Another interesting possibility is in the proposition “Some college professors are intolerant of dissent,” where some is defined as at least one and potentially all. Now if a man hears that and recalls, “I have met X, who is a college professor, and she was intolerant of dissent”, then conditional on that evidence the proposition of interest is conditionally true. Why isn’t it necessarily true? Understand first that the proposition is true for you, too, dear reader, if we take as evidence “I have met X, etc.” Just as “George wears a hat” was conditionally true on the other explicit evidence. It may be that you yourself have not met X, nor any other intolerant-of-dissent professor, but that means nothing for the epistemological status of these two propositions. But it now becomes obvious why the proposition of interest is not necessarily true: because the supporting evidence “I have met X, etc.” cannot be held up as necessarily true itself: there is no chain of sound argument leading to indubitable axioms which guarantees it is a logically necessity that college professors must be intolerant of dissent. (Even if it sometimes seems that way.)

We only have to be careful because when people speak or write of truths they are usually not careful to tell us whether they have in mind a necessary or only a conditional truth. Much grief is caused because of this.
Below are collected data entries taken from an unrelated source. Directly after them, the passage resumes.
//! Text enrichment
//!
//! Turns a crawled [`KnowledgeBase`](crate::knowledge::KnowledgeBase) into an
//! [`EnhancedKnowledgeBase`]:
//! - per page: sentences, keywords, word frequencies, summary, key phrases, readability
//! - per corpus: global keywords, topic clusters, search index, statistics
//!
//! All language work goes through an injected
//! [`LinguisticResources`](crate::linguistics::LinguisticResources).

mod corpus;
mod frequency;
mod keywords;
mod model;
mod phrases;
mod pipeline;
mod readability;
mod sentences;
mod summary;

#[cfg(test)]
mod testing;

pub use corpus::{build_search_index, cluster_topics, global_keywords};
pub use frequency::most_common;
pub use keywords::{content_words, extract_keywords, word_frequencies};
pub use model::{EnhancedKnowledgeBase, EnrichedPage, EnrichmentStatistics};
pub use phrases::extract_key_phrases;
pub use pipeline::Enricher;
pub use readability::{count_syllables, flesch_reading_ease};
pub use sentences::{extract_sentences, split_on_periods};
pub use summary::{select_sentences, summarize};

use crate::linguistics::ResourceUnavailable;
use thiserror::Error;

/// Errors that stop the enrichment stage
#[derive(Debug, Error)]
pub enum EnrichError {
    #[error("{0}")]
    ResourceUnavailable(#[from] ResourceUnavailable),
}
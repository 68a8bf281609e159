//! Query engine
//!
//! Ranks the pages of a [`Corpus`] against a free-text query. Enriched corpora
//! are scored on keywords, titles, key phrases and body text. Raw corpora fall
//! back to whole-query substring matching on title and body.

mod scoring;

pub use scoring::{score_enriched, score_raw};

use crate::enrich::EnhancedKnowledgeBase;
use crate::knowledge::{KnowledgeBase, PageRecord};
use thiserror::Error;

/// Maximum number of hits returned by [`search`]
pub const MAX_RESULTS: usize = 10;

/// Search errors
#[derive(Debug, Clone, PartialEq, Eq, Error)]
pub enum SearchError {
    #[error("Search query is empty")]
    EmptyQuery,
}

/// A searchable knowledge base in either form
#[derive(Debug, Clone, PartialEq)]
pub enum Corpus {
    Raw(KnowledgeBase),
    Enriched(EnhancedKnowledgeBase),
}

impl Corpus {
    pub fn len(&self) -> usize {
        match self {
            Self::Raw(kb) => kb.pages.len(),
            Self::Enriched(ekb) => ekb.pages.len(),
        }
    }

    pub fn is_empty(&self) -> bool {
        self.len() == 0
    }

    /// Returns the crawled record at `index`
    pub fn page(&self, index: usize) -> Option<&PageRecord> {
        match self {
            Self::Raw(kb) => kb.pages.get(index),
            Self::Enriched(ekb) => ekb.pages.get(index).map(|p| &p.original_content),
        }
    }

    /// Text shown under a result: the summary when enriched, otherwise the body
    pub fn preview(&self, index: usize) -> Option<&str> {
        match self {
            Self::Raw(kb) => kb.pages.get(index).map(|p| p.text_content.as_str()),
            Self::Enriched(ekb) => ekb.pages.get(index).map(|p| p.summary.as_str()),
        }
    }

    /// Returns true for the enriched form
    pub fn is_enriched(&self) -> bool {
        matches!(self, Self::Enriched(_))
    }
}

impl From<KnowledgeBase> for Corpus {
    fn from(kb: KnowledgeBase) -> Self {
        Self::Raw(kb)
    }
}

impl From<EnhancedKnowledgeBase> for Corpus {
    fn from(ekb: EnhancedKnowledgeBase) -> Self {
        Self::Enriched(ekb)
    }
}

/// One ranked page
#[derive(Debug, Clone, Copy, PartialEq)]
pub struct SearchHit {
    /// Index into the corpus pages
    pub page_index: usize,
    pub score: f64,
}

/// Ranks corpus pages against `query`
///
/// Returns at most [`MAX_RESULTS`] hits with score > 0, sorted by descending
/// score. Pages with equal scores keep their corpus order.
///
/// # Errors
///
/// Returns [`SearchError::EmptyQuery`] if the query has no words.
pub fn search(corpus: &Corpus, query: &str) -> Result<Vec<SearchHit>, SearchError> {
    let query = query.trim().to_lowercase();
    if query.is_empty() {
        return Err(SearchError::EmptyQuery);
    }

    let scores: Vec<f64> = match corpus {
        Corpus::Enriched(ekb) => {
            let words: Vec<String> = query.split_whitespace().map(str::to_string).collect();
            ekb.pages
                .iter()
                .map(|page| score_enriched(page, &words))
                .collect()
        }
        Corpus::Raw(kb) => kb.pages.iter().map(|page| score_raw(page, &query)).collect(),
    };

    let mut hits: Vec<SearchHit> = scores
        .into_iter()
        .enumerate()
        .filter(|(_, score)| *score > 0.0)
        .map(|(page_index, score)| SearchHit { page_index, score })
        .collect();

    hits.sort_by(|a, b| b.score.total_cmp(&a.score));
    hits.truncate(MAX_RESULTS);

    tracing::debug!("Query '{}' matched {} pages", query, hits.len());

    Ok(hits)
}
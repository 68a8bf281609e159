//! Resource doubles shared by the enrichment tests

use crate::linguistics::{
    EnglishResources, LinguisticResources, PosTag, ResourceUnavailable, SegmentationError,
};

pub fn english() -> EnglishResources {
    EnglishResources::new().unwrap()
}

/// English resources whose sentence segmentation always fails
pub struct FailingSegmenter(EnglishResources);

impl FailingSegmenter {
    pub fn new() -> Self {
        Self(english())
    }
}

impl LinguisticResources for FailingSegmenter {
    fn ensure_ready(&self) -> Result<(), ResourceUnavailable> {
        self.0.ensure_ready()
    }

    fn segment_sentences(&self, _text: &str) -> Result<Vec<String>, SegmentationError> {
        Err(SegmentationError("punkt model missing".to_string()))
    }

    fn tokenize_words(&self, text: &str) -> Vec<String> {
        self.0.tokenize_words(text)
    }

    fn lemmatize(&self, word: &str) -> String {
        self.0.lemmatize(word)
    }

    fn pos_tag(&self, tokens: &[String]) -> Vec<(String, PosTag)> {
        self.0.pos_tag(tokens)
    }

    fn is_stop_word(&self, word: &str) -> bool {
        self.0.is_stop_word(word)
    }
}

/// Resources that were never provisioned
pub struct UnprovisionedResources;

impl LinguisticResources for UnprovisionedResources {
    fn ensure_ready(&self) -> Result<(), ResourceUnavailable> {
        Err(ResourceUnavailable {
            resource: "wordnet".to_string(),
            reason: "not installed".to_string(),
        })
    }

    fn segment_sentences(&self, _text: &str) -> Result<Vec<String>, SegmentationError> {
        Ok(Vec::new())
    }

    fn tokenize_words(&self, _text: &str) -> Vec<String> {
        Vec::new()
    }

    fn lemmatize(&self, word: &str) -> String {
        word.to_string()
    }

    fn pos_tag(&self, tokens: &[String]) -> Vec<(String, PosTag)> {
        tokens.iter().map(|t| (t.clone(), PosTag::Other)).collect()
    }

    fn is_stop_word(&self, _word: &str) -> bool {
        false
    }
}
One point which may not be obvious. A necessary truth is just true. It is not true because we have a proof of it’s truth. Any necessary truth is true because of something, but it makes no sense to ask why this is so for any necessary truth. Why is the principle of non-contradiction true? What is it that makes it true? Answer: we do not know. It is just is true. How do we know it is true? Via a proof, by strings of deductions from accepted premises and using induction, the same way we know if any proposition is true. We must ever keep separate the epistemological from the ontological. There is a constant danger of mistaking the two. Logic and probability are epistemological, and only sometimes speak or aim at the ontological. Probability is always a state of the mind and not a state of the universe.

1. Ken says:

RE: “A caution not heard frequently enough: just because a statement is mathematically true does not mean that the statement has any bearing on reality. Later we talk about how the deadly sin of reification occurs when this warning is ignored.”

The entire premise of today’s book excerpt is itself guilty of the “deadly sin of reification.”
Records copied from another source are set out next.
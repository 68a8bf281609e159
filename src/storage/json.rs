use crate::config::OutputConfig;
use crate::enrich::EnhancedKnowledgeBase;
use crate::knowledge::KnowledgeBase;
use crate::output::write_text_report;
use crate::search::Corpus;
use crate::storage::traits::{KnowledgeStore, StorageError, StorageResult};
use chrono::Local;
use serde::Serialize;
use std::fs::{self, File};
use std::io::{BufReader, BufWriter, Write};
use std::path::{Path, PathBuf};

/// Writes knowledge-base artifacts as files in one directory
#[derive(Debug, Clone)]
pub struct JsonStore {
    directory: PathBuf,
    preview_chars: usize,
}

impl JsonStore {
    /// Creates a store writing into `directory`
    pub fn new(directory: impl Into<PathBuf>) -> Self {
        Self {
            directory: directory.into(),
            preview_chars: OutputConfig::default().preview_chars,
        }
    }

    /// Creates a store from the `[output]` configuration table
    pub fn from_config(config: &OutputConfig) -> Self {
        Self {
            directory: PathBuf::from(&config.directory),
            preview_chars: config.preview_chars,
        }
    }

    pub fn directory(&self) -> &Path {
        &self.directory
    }

    /// Builds `{safe_domain}_{kind}_{timestamp}.{extension}` inside the store directory
    fn artifact_path(&self, domain: &str, kind: &str, extension: &str) -> StorageResult<PathBuf> {
        fs::create_dir_all(&self.directory)?;
        let timestamp = Local::now().format("%Y%m%d_%H%M%S");
        Ok(self.directory.join(format!(
            "{}_{}_{}.{}",
            safe_domain(domain),
            kind,
            timestamp,
            extension
        )))
    }
}

impl KnowledgeStore for JsonStore {
    fn save_knowledge_base(&self, kb: &KnowledgeBase) -> StorageResult<PathBuf> {
        let path = self.artifact_path(&kb.domain, "knowledge_base", "json")?;
        write_json(&path, kb)?;
        tracing::info!("Knowledge base saved to {}", path.display());
        Ok(path)
    }

    fn save_text_summary(&self, kb: &KnowledgeBase) -> StorageResult<PathBuf> {
        let path = self.artifact_path(&kb.domain, "summary", "txt")?;
        write_text_report(kb, &path, self.preview_chars)?;
        tracing::info!("Text summary saved to {}", path.display());
        Ok(path)
    }

    fn save_enhanced(&self, ekb: &EnhancedKnowledgeBase) -> StorageResult<PathBuf> {
        let path = self.artifact_path(&ekb.source.domain, "enhanced_kb", "json")?;
        write_json(&path, ekb)?;
        tracing::info!("Enhanced knowledge base saved to {}", path.display());
        Ok(path)
    }
}

fn write_json<T: Serialize>(path: &Path, value: &T) -> StorageResult<()> {
    let mut writer = BufWriter::new(File::create(path)?);
    serde_json::to_writer_pretty(&mut writer, value)?;
    writer.flush()?;
    Ok(())
}

/// Replaces every character outside `[A-Za-z0-9_.-]` with `_`
///
/// # Examples
///
/// ```
/// use sitelore::storage::safe_domain;
///
/// assert_eq!(safe_domain("docs.example.com"), "docs.example.com");
/// assert_eq!(safe_domain("127.0.0.1:8080"), "127.0.0.1_8080");
/// ```
pub fn safe_domain(domain: &str) -> String {
    domain
        .chars()
        .map(|c| {
            if c.is_ascii_alphanumeric() || matches!(c, '_' | '-' | '.') {
                c
            } else {
                '_'
            }
        })
        .collect()
}

/// Loads a persisted knowledge base
pub fn load_knowledge_base(path: &Path) -> StorageResult<KnowledgeBase> {
    let reader = BufReader::new(File::open(path)?);
    Ok(serde_json::from_reader(reader)?)
}

/// Loads either persisted document as a searchable corpus
///
/// A document with `processedContent` is an enhanced knowledge base; one with
/// `scrapedPages` is a raw knowledge base.
pub fn load_corpus(path: &Path) -> StorageResult<Corpus> {
    let reader = BufReader::new(File::open(path)?);
    let document: serde_json::Value = serde_json::from_reader(reader)?;

    if document.get("processedContent").is_some() {
        let ekb: EnhancedKnowledgeBase = serde_json::from_value(document)?;
        tracing::debug!("Loaded enhanced knowledge base with {} pages", ekb.len());
        Ok(Corpus::Enriched(ekb))
    } else if document.get("scrapedPages").is_some() {
        let kb: KnowledgeBase = serde_json::from_value(document)?;
        tracing::debug!("Loaded knowledge base with {} pages", kb.len());
        Ok(Corpus::Raw(kb))
    } else {
        Err(StorageError::UnrecognizedDocument(
            path.display().to_string(),
        ))
    }
}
The error is the implicit presumption that if someone is doing it wrong, or has committed the ‘reifaction sin’, this is occurring by mistake, correctable by education. The model Briggs is implicitly using is that those applying stats are doing so with intent to do it right.

That is wrong. Too often enough.

Too commonly stats are applied with willful intent to generate a very particular answer, or, to give undue credibility to something, etc. That is the sin of deception, lying.

Some cliche’s re that:

Torture the data until it confesses.

Figures don’t lie, but liars figure.

This occurs typically/usually in one of two ways: 1) by those manipulating information to deceive others (typically to buy/endorse something), or, 2) by people who need to deceive themselves — this very often AFTER they’ve made a decision or taken some action and need reassurance their decision/action was best.